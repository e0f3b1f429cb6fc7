//! NBT record reading
//!
//! Map records are gzip-compressed NBT; the legacy id counter record is
//! stored raw. Both go through [`read_path`], which sniffs the gzip header.

use std::fs;
use std::io::Read;
use std::path::Path;

use fastnbt::Value;
use flate2::read::GzDecoder;
use serde::de::DeserializeOwned;
use thiserror::Error;

const GZIP_MAGIC: [u8; 2] = [0x1f, 0x8b];

/// Error type for NBT record decoding
#[derive(Debug, Error)]
pub enum NbtError {
    /// Reading or decompressing the record failed
    #[error("IO error: {0}")]
    Io(#[from] std::io::Error),
    /// The byte stream is not valid NBT, or doesn't match the expected shape
    #[error("NBT parse error: {0}")]
    Parse(#[from] fastnbt::error::Error),
    /// No tag with the requested name exists anywhere in the tree
    #[error("missing tag '{0}'")]
    MissingTag(String),
    /// The tag exists but has the wrong type
    #[error("invalid tag type for '{name}', expected {expected}")]
    InvalidTagType { name: String, expected: &'static str },
}

/// Inflate `bytes` if they carry a gzip header, otherwise return them as-is.
pub fn decompress(bytes: Vec<u8>) -> Result<Vec<u8>, NbtError> {
    if !bytes.starts_with(&GZIP_MAGIC) {
        return Ok(bytes);
    }
    let mut out = Vec::new();
    GzDecoder::new(bytes.as_slice()).read_to_end(&mut out)?;
    Ok(out)
}

/// Read and decode an NBT file into `T`.
pub fn read_path<T: DeserializeOwned>(path: &Path) -> Result<T, NbtError> {
    let bytes = decompress(fs::read(path)?)?;
    Ok(fastnbt::from_bytes(&bytes)?)
}

/// Follow `path` through nested compounds.
pub fn get_path<'a>(value: &'a Value, path: &[&str]) -> Option<&'a Value> {
    path.iter().try_fold(value, |node, name| match node {
        Value::Compound(map) => map.get(*name),
        _ => None,
    })
}

/// The Short tag at the first of `paths` that exists.
///
/// Paths are tried in order, so a tag closer to the front wins even if
/// later paths also resolve. Tags with the same name elsewhere in the tree
/// are never considered.
pub fn find_short(root: &Value, paths: &[&[&str]]) -> Result<i16, NbtError> {
    for path in paths {
        match get_path(root, path) {
            Some(Value::Short(v)) => return Ok(*v),
            Some(_) => {
                return Err(NbtError::InvalidTagType { name: path.join("."), expected: "Short" })
            }
            None => {}
        }
    }
    let tried: Vec<String> = paths.iter().map(|path| path.join(".")).collect();
    Err(NbtError::MissingTag(tried.join(" or ")))
}
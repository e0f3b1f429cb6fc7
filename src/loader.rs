//! Loading the id counter and the map tiles it covers

use std::fs;
use std::path::PathBuf;
use std::time::{SystemTime, UNIX_EPOCH};

use fastnbt::Value;
use thiserror::Error;
use tracing::{info, warn};

use crate::config::RenderConfig;
use crate::nbt::{self, NbtError};
use crate::registry::TileRegistry;
use crate::tile::{MapFile, Rejection, Tile, TileRecord};

/// Where the counter tag holding the highest allocated map id may live,
/// in lookup order: the legacy root-level tag, then the `data` compound.
pub const COUNTER_PATHS: [&[&str]; 2] = [&["map"], &["data", "map"]];

/// Fatal failure reading the id counter.
#[derive(Debug, Error)]
pub enum LoadError {
    #[error("cannot read id counter {path}: {source}")]
    Counter {
        path: PathBuf,
        #[source]
        source: NbtError,
    },
}

/// Non-fatal failure loading a single tile.
#[derive(Debug, Error)]
pub enum TileError {
    #[error("cannot parse {path}: {source}")]
    Decode {
        path: PathBuf,
        #[source]
        source: NbtError,
    },
    #[error("map {id} invalid: {reason}")]
    Invalid { id: usize, reason: Rejection },
}

/// Read the highest allocated map id from the counter record.
pub fn load_last_map_id(config: &RenderConfig) -> Result<i16, LoadError> {
    let path = config.counter_path();
    let counter = nbt::read_path::<Value>(&path)
        .and_then(|root| nbt::find_short(&root, &COUNTER_PATHS))
        .map_err(|source| LoadError::Counter { path, source })?;
    Ok(counter)
}

/// Number of map ids to attempt.
///
/// The counter stores the last id handed out, so ids `0..=last` exist.
pub fn map_count(last_id: i16) -> usize {
    usize::try_from(i32::from(last_id) + 1).unwrap_or(0)
}

/// Decode the record for map `id` without validating it.
pub fn decode_tile(config: &RenderConfig, id: usize) -> Result<TileRecord, TileError> {
    let path = config.tile_path(id);
    let file: MapFile =
        nbt::read_path(&path).map_err(|source| TileError::Decode { path: path.clone(), source })?;
    let mtime = fs::metadata(&path).and_then(|m| m.modified()).unwrap_or(UNIX_EPOCH);
    Ok(TileRecord::from_map_data(file.data, mtime))
}

/// Decode and validate the record for map `id`.
pub fn load_tile(config: &RenderConfig, id: usize) -> Result<Tile, TileError> {
    let record = decode_tile(config, id)?;
    info!(
        id,
        dimension = record.dimension,
        scale = record.scale,
        width = record.width,
        height = record.height,
        center_x = record.center_x,
        center_y = record.center_y,
        data_len = record.data_len,
        mtime = unix_seconds(record.mtime),
        "Decoded map"
    );
    record.validate(id).map_err(|reason| TileError::Invalid { id, reason })
}

/// Load every map id covered by the counter.
///
/// Tiles that fail to decode or validate leave an empty slot; only the
/// counter itself is fatal.
pub fn load_registry(config: &RenderConfig) -> Result<TileRegistry, LoadError> {
    let last_id = load_last_map_id(config)?;
    info!("Last map: {}", last_id);

    let count = map_count(last_id);
    let mut registry = TileRegistry::with_len(count);
    for id in 0..count {
        match load_tile(config, id) {
            Ok(tile) => {
                registry.insert(tile);
            }
            Err(e) => warn!("{}", e),
        }
    }

    info!(loaded = registry.len(), valid = registry.valid_count(), "Loaded maps");
    Ok(registry)
}

fn unix_seconds(time: SystemTime) -> u64 {
    time.duration_since(UNIX_EPOCH).map(|d| d.as_secs()).unwrap_or(0)
}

——————

[Task brief]:
Each line that contains the string "allocated" should be copied from the data above.

[Output below]:
/// Where the counter tag holding the highest allocated map id may live,
/// Read the highest allocated map id from the counter record.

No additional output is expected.